(Stored data)
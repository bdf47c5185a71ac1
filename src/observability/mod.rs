//! # Observability
//!
//! Structured logging for the calculation service.

pub mod logger;

pub use logger::{Logger, Severity};
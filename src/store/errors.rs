//! # Store Errors
//!
//! Fault taxonomy for the document-store collaborator.

use thiserror::Error;

/// Result type for store operations
pub type StoreResult<T> = Result<T, StoreError>;

/// Document store errors
#[derive(Debug, Clone, PartialEq, Eq, Error)]
pub enum StoreError {
    /// No record with the requested id
    #[error("Calculation not found")]
    NotFound,

    /// Identifier has the wrong shape for the store's id type
    #[error("Malformed record id: {0}")]
    MalformedId(String),

    /// The store cannot be reached
    #[error("Store unavailable: {0}")]
    Unavailable(String),

    /// Connection string scheme not supported by any backend
    #[error("Unsupported store url: {0}")]
    UnsupportedScheme(String),
}

impl StoreError {
    /// True for faults that should surface as a 500 rather than a CRUD miss
    pub fn is_fault(&self) -> bool {
        !matches!(self, StoreError::NotFound)
    }
}
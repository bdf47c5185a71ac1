//! # CLI
//!
//! Argument parsing and command dispatch for the `calcd` binary.

pub mod args;
pub mod commands;
pub mod errors;

pub use commands::run;
pub use errors::{CliError, CliResult};
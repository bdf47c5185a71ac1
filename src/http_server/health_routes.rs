//! Health HTTP Routes
//!
//! The aggregated health report: process uptime and memory usage plus
//! store connectivity and store-reported server statistics. The report is
//! 200 `status: "OK"` whenever the stats query succeeds; a failing stats
//! query (store unreachable) is a 500 `status: "ERROR"` carrying the
//! underlying fault message.

use std::sync::Arc;
use std::time::Instant;

use axum::{
    extract::State,
    http::StatusCode,
    response::{IntoResponse, Response},
    routing::get,
    Json, Router,
};
use serde::Serialize;
use sysinfo::{get_current_pid, ProcessesToUpdate, System};

use crate::context::AppContext;
use crate::store::{ConnectionCounts, DocumentStore, OpCounters};

// ==================
// Shared State
// ==================

/// Health state shared across handlers
pub struct HealthState {
    pub store: Arc<dyn DocumentStore>,
    pub started: Instant,
}

impl HealthState {
    pub fn from_context(ctx: &AppContext) -> Self {
        Self {
            store: ctx.store.clone(),
            started: ctx.started,
        }
    }
}

// ==================
// Response Types
// ==================

/// Successful health report
#[derive(Debug, Serialize)]
pub struct HealthReport {
    pub status: &'static str,
    /// Process uptime in seconds
    pub uptime: f64,
    #[serde(rename = "memoryUsage")]
    pub memory_usage: MemoryUsage,
    /// Store block; the wire key is historical and clients read it as-is
    pub mongo: StoreHealth,
}

/// Process memory usage in bytes
#[derive(Debug, Default, Serialize)]
pub struct MemoryUsage {
    pub rss: u64,
    #[serde(rename = "virtual")]
    pub virtual_memory: u64,
}

/// Store connectivity and server statistics
#[derive(Debug, Serialize)]
pub struct StoreHealth {
    pub state: &'static str,
    pub uptime: u64,
    pub connections: ConnectionCounts,
    pub opcounters: OpCounters,
}

/// Failing health report
#[derive(Debug, Serialize)]
pub struct HealthError {
    pub status: &'static str,
    pub message: &'static str,
    pub error: String,
}

// ==================
// Routes
// ==================

/// Create the health routes
pub fn health_routes(state: Arc<HealthState>) -> Router {
    Router::new()
        .route("/health", get(health_handler))
        .with_state(state)
}

async fn health_handler(State(state): State<Arc<HealthState>>) -> Response {
    match state.store.server_status().await {
        Ok(stats) => {
            let report = HealthReport {
                status: "OK",
                uptime: state.started.elapsed().as_secs_f64(),
                memory_usage: process_memory(),
                mongo: StoreHealth {
                    state: state.store.state().as_str(),
                    uptime: stats.uptime,
                    connections: stats.connections,
                    opcounters: stats.opcounters,
                },
            };
            (StatusCode::OK, Json(report)).into_response()
        }
        Err(err) => {
            let body = HealthError {
                status: "ERROR",
                message: "Store health check failed",
                error: err.to_string(),
            };
            (StatusCode::INTERNAL_SERVER_ERROR, Json(body)).into_response()
        }
    }
}

/// Resident/virtual memory of this process; zeros when the platform query
/// fails.
fn process_memory() -> MemoryUsage {
    let Ok(pid) = get_current_pid() else {
        return MemoryUsage::default();
    };

    let mut system = System::new();
    system.refresh_processes(ProcessesToUpdate::Some(&[pid]), true);

    match system.process(pid) {
        Some(process) => MemoryUsage {
            rss: process.memory(),
            virtual_memory: process.virtual_memory(),
        },
        None => MemoryUsage::default(),
    }
}

#[cfg(test)]
mod tests {
    use super::*;

    #[test]
    fn test_process_memory_reports_this_process() {
        let usage = process_memory();
        // The running test process has a nonzero resident set
        assert!(usage.rss > 0);
    }

    #[test]
    fn test_health_report_wire_keys() {
        let report = HealthReport {
            status: "OK",
            uptime: 1.5,
            memory_usage: MemoryUsage::default(),
            mongo: StoreHealth {
                state: "connected",
                uptime: 10,
                connections: ConnectionCounts {
                    current: 1,
                    available: 0,
                },
                opcounters: OpCounters {
                    insert: 0,
                    query: 0,
                    update: 0,
                    delete: 0,
                },
            },
        };

        let value = serde_json::to_value(&report).unwrap();
        assert_eq!(value["status"], "OK");
        assert!(value["memoryUsage"]["rss"].is_u64());
        assert_eq!(value["mongo"]["state"], "connected");
    }
}
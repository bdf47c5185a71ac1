//! CLI errors

use thiserror::Error;

use crate::store::StoreError;

/// Result type for CLI commands
pub type CliResult<T> = Result<T, CliError>;

/// CLI errors
#[derive(Debug, Error)]
pub enum CliError {
    /// Store could not be opened from its connection string
    #[error("{0}")]
    Store(#[from] StoreError),

    /// I/O failure while starting or running the server
    #[error("I/O error: {0}")]
    Io(#[from] std::io::Error),
}

#[cfg(test)]
mod tests {
    use super::*;

    #[test]
    fn test_store_error_message_passthrough() {
        let err = CliError::from(StoreError::UnsupportedScheme("x://y".to_string()));
        assert_eq!(err.to_string(), "Unsupported store url: x://y");
    }
}
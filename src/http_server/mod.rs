//! # calcd HTTP Server Module
//!
//! The API layer: an Axum server wiring validation, arithmetic dispatch
//! and the record service behind the operation endpoints, CRUD access to
//! the calculation history, and the aggregated health report.
//!
//! # Endpoints
//!
//! - `POST /add` `/subtract` `/multiply` `/divide` `/exponentiation`
//!   `/modulo` `/square-root` - arithmetic operations
//! - `GET|PUT|DELETE /calculations[/:id]` - calculation history CRUD
//! - `GET /health` - process + store health report

pub mod calculation_routes;
pub mod config;
pub mod errors;
pub mod health_routes;
pub mod server;

pub use config::HttpServerConfig;
pub use errors::{ApiError, ApiResult};
pub use server::HttpServer;
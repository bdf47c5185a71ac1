//! # Document Store Collaborator
//!
//! The calculation history lives in an external document store reachable
//! via a connection string. This module is the seam: a narrow async trait
//! covering exactly the operations the service needs, the record type,
//! the store fault taxonomy, and the built-in `memory://` backend.
//!
//! The store is the sole arbiter of per-record consistency: updates and
//! deletes racing on the same id resolve last-write-wins, and no
//! optimistic concurrency token exists.

pub mod errors;
pub mod memory;
pub mod record;

use std::sync::Arc;

use async_trait::async_trait;
use serde::Serialize;

pub use errors::{StoreError, StoreResult};
pub use memory::MemoryStore;
pub use record::{CalculationDraft, CalculationRecord};

/// Store connectivity as seen by the health report
#[derive(Debug, Clone, Copy, PartialEq, Eq)]
pub enum ConnectionState {
    Connected,
    Disconnected,
}

impl ConnectionState {
    pub fn as_str(&self) -> &'static str {
        match self {
            ConnectionState::Connected => "connected",
            ConnectionState::Disconnected => "disconnected",
        }
    }
}

/// Active/available connection counts reported by the store
#[derive(Debug, Clone, Copy, Serialize)]
pub struct ConnectionCounts {
    pub current: u64,
    pub available: u64,
}

/// Per-operation counters reported by the store
#[derive(Debug, Clone, Copy, Serialize)]
pub struct OpCounters {
    pub insert: u64,
    pub query: u64,
    pub update: u64,
    pub delete: u64,
}

/// Server statistics returned by [`DocumentStore::server_status`]
#[derive(Debug, Clone, Copy, Serialize)]
pub struct ServerStatus {
    /// Store uptime in seconds
    pub uptime: u64,
    pub connections: ConnectionCounts,
    pub opcounters: OpCounters,
}

/// The document-store operations the calculation service relies on.
///
/// Implementations must be safe to share across request handlers.
#[async_trait]
pub trait DocumentStore: Send + Sync {
    /// Persist a new record; the store assigns id and timestamp.
    async fn insert(&self, draft: CalculationDraft) -> StoreResult<CalculationRecord>;

    /// All records, most-recently-created first.
    async fn find_all(&self) -> StoreResult<Vec<CalculationRecord>>;

    /// One record by id.
    async fn find_by_id(&self, id: &str) -> StoreResult<CalculationRecord>;

    /// Replace operation/number1/number2/result on an existing record.
    /// `timestamp` is never touched and `result` is never recomputed.
    async fn update_by_id(
        &self,
        id: &str,
        fields: CalculationDraft,
    ) -> StoreResult<CalculationRecord>;

    /// Remove a record, returning it.
    async fn delete_by_id(&self, id: &str) -> StoreResult<CalculationRecord>;

    /// Store-reported statistics for the health report.
    async fn server_status(&self) -> StoreResult<ServerStatus>;

    /// Current connectivity state.
    fn state(&self) -> ConnectionState;
}

/// Open a store from its connection string.
///
/// The scheme selects the backend; `memory://` is the only one built in.
pub fn connect(url: &str) -> StoreResult<Arc<dyn DocumentStore>> {
    match url.split_once("://") {
        Some(("memory", _)) => Ok(Arc::new(MemoryStore::new())),
        _ => Err(StoreError::UnsupportedScheme(url.to_string())),
    }
}
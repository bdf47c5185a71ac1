//! CLI argument definitions using clap
//!
//! Commands:
//! - calcd serve [--host <host>] [--port <port>] [--store-url <url>]

use clap::{Parser, Subcommand};

/// calcd - a small calculation service with persistent history
#[derive(Parser, Debug)]
#[command(name = "calcd")]
#[command(version, about, long_about = None)]
pub struct Cli {
    #[command(subcommand)]
    pub command: Command,
}

#[derive(Subcommand, Debug)]
pub enum Command {
    /// Start the calculation API server
    Serve {
        /// Host to bind to
        #[arg(long, default_value = "0.0.0.0")]
        host: String,

        /// Port to bind to
        #[arg(long, default_value_t = 3000)]
        port: u16,

        /// Store connection string; falls back to the CALCD_STORE_URL
        /// environment variable
        #[arg(long)]
        store_url: Option<String>,
    },
}

impl Cli {
    /// Parse command line arguments
    pub fn parse_args() -> Self {
        Cli::parse()
    }
}
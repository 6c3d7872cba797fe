use axum::http::{header, HeaderMap, StatusCode, Uri};
use axum::response::{IntoResponse, Response};
use axum::Json;

fn wants_json(headers: &HeaderMap) -> bool {
    headers
        .get_all(header::ACCEPT)
        .iter()
        .filter_map(|v| v.to_str().ok())
        .any(|accept| accept.contains(mime::APPLICATION_JSON.essence_str()))
}

/// Fallback for every route the server does not know about.
pub async fn not_found_handler(uri: Uri, headers: HeaderMap) -> Response {
    tracing::debug!(path = %uri.path(), "no route");

    if wants_json(&headers) {
        let body = serde_json::json!({"msg": "not found", "path": uri.path()});
        return (StatusCode::NOT_FOUND, Json(body)).into_response();
    }

    (
        StatusCode::NOT_FOUND,
        [(header::CONTENT_TYPE, mime::TEXT_PLAIN.as_ref())],
        "not found",
    )
        .into_response()
}

#[cfg(test)]
mod tests {
    use axum::http::HeaderValue;

    use super::*;

    #[tokio::test]
    async fn test_plain_text_by_default() {
        let response = not_found_handler(Uri::from_static("/nope"), HeaderMap::new()).await;
        assert_eq!(response.status(), StatusCode::NOT_FOUND);
        assert_eq!(response.headers()[header::CONTENT_TYPE], "text/plain");
    }

    #[tokio::test]
    async fn test_json_when_accepted() {
        let mut headers = HeaderMap::new();
        headers.insert(
            header::ACCEPT,
            HeaderValue::from_static("text/html, application/json;q=0.9"),
        );
        let response = not_found_handler(Uri::from_static("/nope"), headers).await;
        assert_eq!(response.status(), StatusCode::NOT_FOUND);
        assert_eq!(response.headers()[header::CONTENT_TYPE], "application/json");
    }
}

Goal of the exercise: Check each line of the entries for "handlers" and copy those that have it.

Written solution:
/// Health state shared across handlers
/// Implementations must be safe to share across request handlers.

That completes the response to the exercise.